**WHAT YOU ARE ASKED TO DO:** Below are entries. Pull out all lines containing "derive".

**INPUT MATERIAL:**
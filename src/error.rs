//! Error types for the hydrator
//!
//! Provides unified error handling using thiserror. None of these ever reach
//! a hydration caller: every public scheduling path collapses them to an
//! absent value.

use thiserror::Error;

// == Hydrate Error Enum ==
/// Unified error type for lookups, storage and configuration.
#[derive(Error, Debug)]
pub enum HydrateError {
    /// Transport-level failure talking to the backend
    #[error("HTTP error: {0}")]
    Http(#[from] reqwest::Error),

    /// Backend answered with a non-success status
    #[error("Unexpected status {status} for key: {key}")]
    Status { key: String, status: u16 },

    /// Lookup exceeded its deadline
    #[error("Lookup timed out: {0}")]
    Timeout(String),

    /// Payload could not be parsed as JSON
    #[error("Malformed payload: {0}")]
    MalformedPayload(String),

    /// Payload parsed but carried no usable photo field
    #[error("No photo field for key: {0}")]
    MissingField(String),

    /// Backing storage rejected an operation
    #[error("Storage error: {0}")]
    Storage(String),

    /// Backing storage is out of space
    #[error("Storage quota exceeded: {used} + {requested} > {quota} bytes")]
    QuotaExceeded {
        used: usize,
        requested: usize,
        quota: usize,
    },

    /// Entry could not be encoded or decoded
    #[error("Serialization error: {0}")]
    Serialization(#[from] serde_json::Error),

    /// Configuration values are inconsistent
    #[error("Invalid configuration: {0}")]
    InvalidConfig(String),

    /// Fetch queue no longer accepts work
    #[error("Fetch queue closed")]
    QueueClosed,
}

// == Result Type Alias ==
/// Convenience Result type for the hydrator.
pub type Result<T> = std::result::Result<T, HydrateError>;
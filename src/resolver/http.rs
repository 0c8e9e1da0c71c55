//! HTTP Resolver
//!
//! Looks up an item's detail payload from the backend and extracts its
//! photo URL.

use async_trait::async_trait;
use serde_json::Value;
use tracing::{debug, warn};
use url::Url;

use crate::config::Config;
use crate::error::{HydrateError, Result};
use crate::resolver::{extract_photo_url, Resolver};

// == Http Resolver ==
/// Resolves keys through `GET {base_url}/{key}`.
#[derive(Debug, Clone)]
pub struct HttpResolver {
    client: reqwest::Client,
    base_url: Url,
    photo_fields: Vec<String>,
}

impl HttpResolver {
    // == Constructor ==
    /// Builds a resolver with a client that enforces the configured timeout.
    pub fn from_config(config: &Config) -> Result<Self> {
        let client = reqwest::Client::builder()
            .timeout(config.resolve_timeout())
            .build()?;
        Self::with_client(client, &config.api_base_url, config.photo_fields.clone())
    }

    /// Builds a resolver on top of an existing client.
    pub fn with_client(
        client: reqwest::Client,
        base_url: &str,
        photo_fields: Vec<String>,
    ) -> Result<Self> {
        let base_url = Url::parse(base_url)
            .map_err(|e| HydrateError::InvalidConfig(format!("api base url: {e}")))?;
        if base_url.cannot_be_a_base() {
            return Err(HydrateError::InvalidConfig(format!(
                "api base url cannot be a base: {base_url}"
            )));
        }
        Ok(Self {
            client,
            base_url,
            photo_fields,
        })
    }

    // == Detail Url ==
    /// Returns the detail URL for `key`, with the key encoded as one path segment.
    pub fn detail_url(&self, key: &str) -> Url {
        let mut url = self.base_url.clone();
        if let Ok(mut segments) = url.path_segments_mut() {
            segments.pop_if_empty().push(key);
        }
        url
    }

    async fn fetch_photo(&self, key: &str) -> Result<String> {
        let response = self
            .client
            .get(self.detail_url(key))
            .send()
            .await
            .map_err(|e| {
                if e.is_timeout() {
                    HydrateError::Timeout(key.to_string())
                } else {
                    HydrateError::Http(e)
                }
            })?;

        let status = response.status();
        if !status.is_success() {
            return Err(HydrateError::Status {
                key: key.to_string(),
                status: status.as_u16(),
            });
        }

        let body = response.bytes().await?;
        let payload: Value = serde_json::from_slice(&body)
            .map_err(|e| HydrateError::MalformedPayload(e.to_string()))?;

        extract_photo_url(&payload, &self.photo_fields)
            .ok_or_else(|| HydrateError::MissingField(key.to_string()))
    }
}

#[async_trait]
impl Resolver for HttpResolver {
    async fn resolve(&self, key: &str) -> Option<String> {
        match self.fetch_photo(key).await {
            Ok(url) => {
                debug!(key, url = %url, "Resolved photo");
                Some(url)
            }
            Err(HydrateError::MissingField(_)) => {
                debug!(key, "Item has no photo");
                None
            }
            Err(err) => {
                warn!(key, error = %err, "Photo lookup failed");
                None
            }
        }
    }
}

**SOLUTION FOR THIS PROBLEM:**
#[derive(Error, Debug)]
#[derive(Debug, Clone)]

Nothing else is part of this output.